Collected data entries
+ + + +
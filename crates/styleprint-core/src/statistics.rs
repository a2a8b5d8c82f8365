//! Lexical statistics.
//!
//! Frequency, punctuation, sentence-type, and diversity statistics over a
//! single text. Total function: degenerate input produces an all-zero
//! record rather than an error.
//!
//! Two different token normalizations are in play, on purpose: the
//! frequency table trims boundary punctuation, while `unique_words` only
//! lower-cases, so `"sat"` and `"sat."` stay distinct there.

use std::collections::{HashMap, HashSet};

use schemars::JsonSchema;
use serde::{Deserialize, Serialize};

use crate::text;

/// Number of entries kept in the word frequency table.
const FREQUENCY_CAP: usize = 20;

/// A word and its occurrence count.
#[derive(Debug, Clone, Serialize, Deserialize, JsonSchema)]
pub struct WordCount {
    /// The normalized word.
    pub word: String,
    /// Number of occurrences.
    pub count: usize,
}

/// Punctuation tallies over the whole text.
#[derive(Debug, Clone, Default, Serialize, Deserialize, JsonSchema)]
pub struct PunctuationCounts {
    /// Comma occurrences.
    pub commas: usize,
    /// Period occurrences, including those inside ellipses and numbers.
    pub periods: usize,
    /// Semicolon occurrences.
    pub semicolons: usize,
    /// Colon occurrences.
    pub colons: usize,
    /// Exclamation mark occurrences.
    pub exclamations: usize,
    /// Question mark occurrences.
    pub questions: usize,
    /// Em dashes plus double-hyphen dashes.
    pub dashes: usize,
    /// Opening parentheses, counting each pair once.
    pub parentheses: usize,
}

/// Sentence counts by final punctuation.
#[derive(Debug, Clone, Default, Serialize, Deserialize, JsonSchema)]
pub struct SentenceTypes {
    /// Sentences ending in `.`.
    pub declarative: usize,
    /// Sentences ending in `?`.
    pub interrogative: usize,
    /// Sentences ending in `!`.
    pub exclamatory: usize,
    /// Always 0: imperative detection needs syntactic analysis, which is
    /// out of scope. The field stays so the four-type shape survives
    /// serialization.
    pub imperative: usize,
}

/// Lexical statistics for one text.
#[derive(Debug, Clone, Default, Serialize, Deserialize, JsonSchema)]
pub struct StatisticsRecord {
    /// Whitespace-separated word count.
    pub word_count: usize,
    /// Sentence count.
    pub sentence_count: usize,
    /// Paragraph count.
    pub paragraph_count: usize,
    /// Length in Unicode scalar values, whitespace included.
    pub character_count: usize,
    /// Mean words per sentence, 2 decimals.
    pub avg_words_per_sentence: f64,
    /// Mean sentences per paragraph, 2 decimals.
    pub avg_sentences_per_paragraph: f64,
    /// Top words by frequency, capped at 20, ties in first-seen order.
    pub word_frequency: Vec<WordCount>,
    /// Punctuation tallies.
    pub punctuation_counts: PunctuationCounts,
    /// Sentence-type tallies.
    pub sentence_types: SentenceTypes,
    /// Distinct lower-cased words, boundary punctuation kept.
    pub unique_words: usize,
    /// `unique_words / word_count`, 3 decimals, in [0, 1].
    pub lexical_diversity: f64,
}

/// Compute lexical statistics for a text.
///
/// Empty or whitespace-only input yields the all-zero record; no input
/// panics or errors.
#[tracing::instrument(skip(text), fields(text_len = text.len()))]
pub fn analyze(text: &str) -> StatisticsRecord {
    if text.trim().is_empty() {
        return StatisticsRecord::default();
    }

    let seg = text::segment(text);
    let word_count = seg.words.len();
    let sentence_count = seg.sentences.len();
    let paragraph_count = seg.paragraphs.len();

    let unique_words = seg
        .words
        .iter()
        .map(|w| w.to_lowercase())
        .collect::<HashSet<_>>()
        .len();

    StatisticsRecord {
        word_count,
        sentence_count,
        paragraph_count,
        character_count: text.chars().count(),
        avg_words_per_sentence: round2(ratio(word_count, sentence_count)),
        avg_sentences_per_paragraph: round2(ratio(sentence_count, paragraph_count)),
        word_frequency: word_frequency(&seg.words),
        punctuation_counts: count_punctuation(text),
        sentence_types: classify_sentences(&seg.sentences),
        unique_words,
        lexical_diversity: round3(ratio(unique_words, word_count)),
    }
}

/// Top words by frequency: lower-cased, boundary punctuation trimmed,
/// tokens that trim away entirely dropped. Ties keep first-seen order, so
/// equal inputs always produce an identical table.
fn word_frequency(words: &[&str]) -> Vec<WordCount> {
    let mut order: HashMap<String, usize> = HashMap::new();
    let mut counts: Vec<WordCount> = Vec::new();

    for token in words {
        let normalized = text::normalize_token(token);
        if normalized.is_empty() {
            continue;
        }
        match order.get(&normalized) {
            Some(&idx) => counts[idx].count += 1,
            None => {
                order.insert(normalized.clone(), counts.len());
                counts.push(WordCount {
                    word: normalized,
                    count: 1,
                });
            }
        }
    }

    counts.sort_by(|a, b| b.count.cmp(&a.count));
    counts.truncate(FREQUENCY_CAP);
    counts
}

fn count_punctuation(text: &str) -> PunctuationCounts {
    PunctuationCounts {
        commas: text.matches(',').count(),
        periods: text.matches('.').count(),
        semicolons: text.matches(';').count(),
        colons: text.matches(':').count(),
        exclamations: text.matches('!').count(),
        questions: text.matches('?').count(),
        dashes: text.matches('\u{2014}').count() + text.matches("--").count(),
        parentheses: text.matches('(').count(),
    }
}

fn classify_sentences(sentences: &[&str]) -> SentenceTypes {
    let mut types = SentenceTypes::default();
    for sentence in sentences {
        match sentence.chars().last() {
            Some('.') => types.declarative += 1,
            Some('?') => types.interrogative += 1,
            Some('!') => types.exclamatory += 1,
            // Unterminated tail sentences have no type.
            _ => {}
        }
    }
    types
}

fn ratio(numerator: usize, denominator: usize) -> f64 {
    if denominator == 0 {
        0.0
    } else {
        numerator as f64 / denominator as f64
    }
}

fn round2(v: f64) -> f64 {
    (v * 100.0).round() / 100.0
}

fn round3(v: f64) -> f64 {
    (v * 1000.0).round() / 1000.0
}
+ + + +
_Task to carry out_:
Please output every record exactly as it appears.

_Solution to this exercise_:
filename crates/styleprint-core/src/statistics.rs
repository a2a8b5d8c82f8365
//! Lexical statistics.
//!
//! Frequency, punctuation, sentence-type, and diversity statistics over a
//! single text. Total function: degenerate input produces an all-zero
//! record rather than an error.
//!
//! Two different token normalizations are in play, on purpose: the
//! frequency table trims boundary punctuation, while `unique_words` only
//! lower-cases, so `"sat"` and `"sat."` stay distinct there.

use std::collections::{HashMap, HashSet};

use schemars::JsonSchema;
use serde::{Deserialize, Serialize};

use crate::text;

/// Number of entries kept in the word frequency table.
const FREQUENCY_CAP: usize = 20;

/// A word and its occurrence count.
#[derive(Debug, Clone, Serialize, Deserialize, JsonSchema)]
pub struct WordCount {
    /// The normalized word.
    pub word: String,
    /// Number of occurrences.
    pub count: usize,
}

/// Punctuation tallies over the whole text.
#[derive(Debug, Clone, Default, Serialize, Deserialize, JsonSchema)]
pub struct PunctuationCounts {
    /// Comma occurrences.
    pub commas: usize,
    /// Period occurrences, including those inside ellipses and numbers.
    pub periods: usize,
    /// Semicolon occurrences.
    pub semicolons: usize,
    /// Colon occurrences.
    pub colons: usize,
    /// Exclamation mark occurrences.
    pub exclamations: usize,
    /// Question mark occurrences.
    pub questions: usize,
    /// Em dashes plus double-hyphen dashes.
    pub dashes: usize,
    /// Opening parentheses, counting each pair once.
    pub parentheses: usize,
}

/// Sentence counts by final punctuation.
#[derive(Debug, Clone, Default, Serialize, Deserialize, JsonSchema)]
pub struct SentenceTypes {
    /// Sentences ending in `.`.
    pub declarative: usize,
    /// Sentences ending in `?`.
    pub interrogative: usize,
    /// Sentences ending in `!`.
    pub exclamatory: usize,
    /// Always 0: imperative detection needs syntactic analysis, which is
    /// out of scope. The field stays so the four-type shape survives
    /// serialization.
    pub imperative: usize,
}

/// Lexical statistics for one text.
#[derive(Debug, Clone, Default, Serialize, Deserialize, JsonSchema)]
pub struct StatisticsRecord {
    /// Whitespace-separated word count.
    pub word_count: usize,
    /// Sentence count.
    pub sentence_count: usize,
    /// Paragraph count.
    pub paragraph_count: usize,
    /// Length in Unicode scalar values, whitespace included.
    pub character_count: usize,
    /// Mean words per sentence, 2 decimals.
    pub avg_words_per_sentence: f64,
    /// Mean sentences per paragraph, 2 decimals.
    pub avg_sentences_per_paragraph: f64,
    /// Top words by frequency, capped at 20, ties in first-seen order.
    pub word_frequency: Vec<WordCount>,
    /// Punctuation tallies.
    pub punctuation_counts: PunctuationCounts,
    /// Sentence-type tallies.
    pub sentence_types: SentenceTypes,
    /// Distinct lower-cased words, boundary punctuation kept.
    pub unique_words: usize,
    /// `unique_words / word_count`, 3 decimals, in [0, 1].
    pub lexical_diversity: f64,
}

/// Compute lexical statistics for a text.
///
/// Empty or whitespace-only input yields the all-zero record; no input
/// panics or errors.
#[tracing::instrument(skip(text), fields(text_len = text.len()))]
pub fn analyze(text: &str) -> StatisticsRecord {
    if text.trim().is_empty() {
        return StatisticsRecord::default();
    }

    let seg = text::segment(text);
    let word_count = seg.words.len();
    let sentence_count = seg.sentences.len();
    let paragraph_count = seg.paragraphs.len();

    let unique_words = seg
        .words
        .iter()
        .map(|w| w.to_lowercase())
        .collect::<HashSet<_>>()
        .len();

    StatisticsRecord {
        word_count,
        sentence_count,
        paragraph_count,
        character_count: text.chars().count(),
        avg_words_per_sentence: round2(ratio(word_count, sentence_count)),
        avg_sentences_per_paragraph: round2(ratio(sentence_count, paragraph_count)),
        word_frequency: word_frequency(&seg.words),
        punctuation_counts: count_punctuation(text),
        sentence_types: classify_sentences(&seg.sentences),
        unique_words,
        lexical_diversity: round3(ratio(unique_words, word_count)),
    }
}

/// Top words by frequency: lower-cased, boundary punctuation trimmed,
/// tokens that trim away entirely dropped. Ties keep first-seen order, so
/// equal inputs always produce an identical table.
fn word_frequency(words: &[&str]) -> Vec<WordCount> {
    let mut order: HashMap<String, usize> = HashMap::new();
    let mut counts: Vec<WordCount> = Vec::new();

    for token in words {
        let normalized = text::normalize_token(token);
        if normalized.is_empty() {
            continue;
        }
        match order.get(&normalized) {
            Some(&idx) => counts[idx].count += 1,
            None => {
                order.insert(normalized.clone(), counts.len());
                counts.push(WordCount {
                    word: normalized,
                    count: 1,
                });
            }
        }
    }

    counts.sort_by(|a, b| b.count.cmp(&a.count));
    counts.truncate(FREQUENCY_CAP);
    counts
}

fn count_punctuation(text: &str) -> PunctuationCounts {
    PunctuationCounts {
        commas: text.matches(',').count(),
        periods: text.matches('.').count(),
        semicolons: text.matches(';').count(),
        colons: text.matches(':').count(),
        exclamations: text.matches('!').count(),
        questions: text.matches('?').count(),
        dashes: text.matches('\u{2014}').count() + text.matches("--").count(),
        parentheses: text.matches('(').count(),
    }
}

fn classify_sentences(sentences: &[&str]) -> SentenceTypes {
    let mut types = SentenceTypes::default();
    for sentence in sentences {
        match sentence.chars().last() {
            Some('.') => types.declarative += 1,
            Some('?') => types.interrogative += 1,
            Some('!') => types.exclamatory += 1,
            // Unterminated tail sentences have no type.
            _ => {}
        }
    }
    types
}

fn ratio(numerator: usize, denominator: usize) -> f64 {
    if denominator == 0 {
        0.0
    } else {
        numerator as f64 / denominator as f64
    }
}

fn round2(v: f64) -> f64 {
    (v * 100.0).round() / 100.0
}

fn round3(v: f64) -> f64 {
    (v * 1000.0).round() / 1000.0
}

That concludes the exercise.